Opinión

La ayuda que no llega, y si llega…no alcanza

El socorro internacional tiene sus mecanismos, casi nunca acordes con los intereses locales

Nepal vive su peor crisis humanitaria tras el terremoto
Nepal vive su peor crisis humanitaria tras el terremoto |

Mauricio García |

Catástrofes ocurren casi a diario en algún lugar del planeta, sean naturales (erupciones volcánicas, terremotos) o provocadas por la acción del hombre (guerras, conflictos políticos, el cambio climático).

Al auxilio de las poblaciones siniestradas acude de inmediato la comunidad internacional, cada vez con fondos más exiguos por la diversidad y número de situaciones a las que acude -Siria es la peor crisis humanitaria desde la II Guerra Mundial-, e imbuida de consideraciones diversas a la hora de abrir la bolsa.

El terremoto del 12 de enero de 2010, de 7,3 grados en la escala abierta de Richter, en la República de Haití, causó más de 200 mil muertos, hirió a varios centenares de miles más y dejó a 1,5 millones sin hogar en uno de los países más pobres del planeta.

Más de 85 mil personas carecen aún de vivienda y 25 mil familias viven en condiciones precarias, según datos de septiembre de 2014. El país sigue trastocado, 10 años después del devastador sismo y de sus 46 réplicas, algunas superiores a 5,0 grados.

Tras el terremoto, el esfuerzo del país por reconstruirse encontró nuevos obstáculos: además de la inestabilidad política, una epidemia de cólera dejó más víctimas.

De acuerdo con Vincent Maurepàs, exrepresentante de Oxfam Intermón en Haití, en ese país se dilapidaron más de 500 millones de dólares en viviendas transitorias, de baja calidad y sin servicios básicos, sin prever cómo pasarían de ser temporales a permanentes.

Nixon Boumba, consultor haitiano para la ONG estadounidense AWJS, indicó que muchas de esas organizaciones enviaron voluntarios con buena voluntad, pero desconocedores del país, de su realidad, y sin suficiente capacitación en tareas de emergencia, para las cuales había profesionales haitianos preparados y disponibles.

No solo los excluyeron, sino que centraron sus esfuerzos en la capital, Port-au-Prince, donde llegaron a ser cerca de 10 mil, según el expresidente de Estados Unidos Bill Clinton, copresidente de la Comisión Interina para la Reconstrucción de Haití. Sin embargo, muchos pueblos de la periferia de esa ciudad no recibieron comida o agua hasta semanas después del terremoto.

En Haití, menos del 1,0 por ciento de la ayuda de emergencia se canalizó a través del Gobierno u organizaciones nacionales. El 99 por ciento lo gestionaron empresas contratistas extranjeras y ONG internacionales. El 84 por ciento de los fondos de reconstrucción fueron gestionados fuera de la administración pública y las ONG haitianas. El extremo de este absurdo fue que se retrasó el proceso de retiro de escombros porque ningún donante extranjero quería financiarlo, “porque no daba crédito”.

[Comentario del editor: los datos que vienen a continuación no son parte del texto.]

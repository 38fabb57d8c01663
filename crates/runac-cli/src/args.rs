use clap::{Parser, Subcommand};
use std::path::PathBuf;

/// CLI arguments for the runac binary.
#[derive(Parser, Debug)]
#[command(name = "runac", version, about = "Compiler middle end for the Runa language")]
pub struct CliArgs {
    #[command(subcommand)]
    pub command: Command,
}

#[derive(Subcommand, Debug)]
pub enum Command {
    /// Compile a front-end module into an LLIR artifact.
    Compile {
        /// Serialized module produced by the front end.
        source: PathBuf,
        /// Output path; standard output when omitted.
        output: Option<PathBuf>,
    },
}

De los mil 500 millones de dólares que canalizó el gobierno estadounidense a Haití, el 95 por ciento ya regresó a territorio continental, en pago a contratistas particulares.

Nepal

El país asiático fue sacudido el 25 de abril pasado por el peor terremoto en 80 años (7,8 grados en la citada escala), que terminó con la vida de más de ocho mil 600 personas, al que siguió un mes después una réplica similar.

Miles de damnificados esperan rehacer sus vidas, en tanto Naciones Unidas muestra su decepción por la escasa respuesta internacional a la emergencia. Los donantes se han centrado más en una reconstrucción a futuro, que en la inmediata y necesaria ayuda alimentaria y de cobijo, dijo en Katmandú el coordinador residente de la ONU en Nepal, Jamie McGoldrick.

Al respecto, la ONG francesa Acción contra el hambre denunció que solo se habían recibido 92,4 millones de dólares, el 22 por ciento de los 423 millones de dólares solicitados para las tareas de asistencia hasta julio.

De acuerdo con esa organización no gubernamental hay unas 800 mil casas destruidas y ya estamos en la temporada de lluvias, mucha gente vive en condiciones muy precarias y unos 70 mil niños necesitan apoyo nutricional urgente, según la Unicef.

Los paralelismos entre lo que hoy sucede en Nepal y lo que acontece aún en Haití tienen que ver con el proceso de reconstrucción.

En él se enfoca la ayuda internacional, sin tener en consideración las prioridades de las autoridades y de las instituciones locales de los países asistidos, al priorizar los intereses políticos y económicos de los países donantes.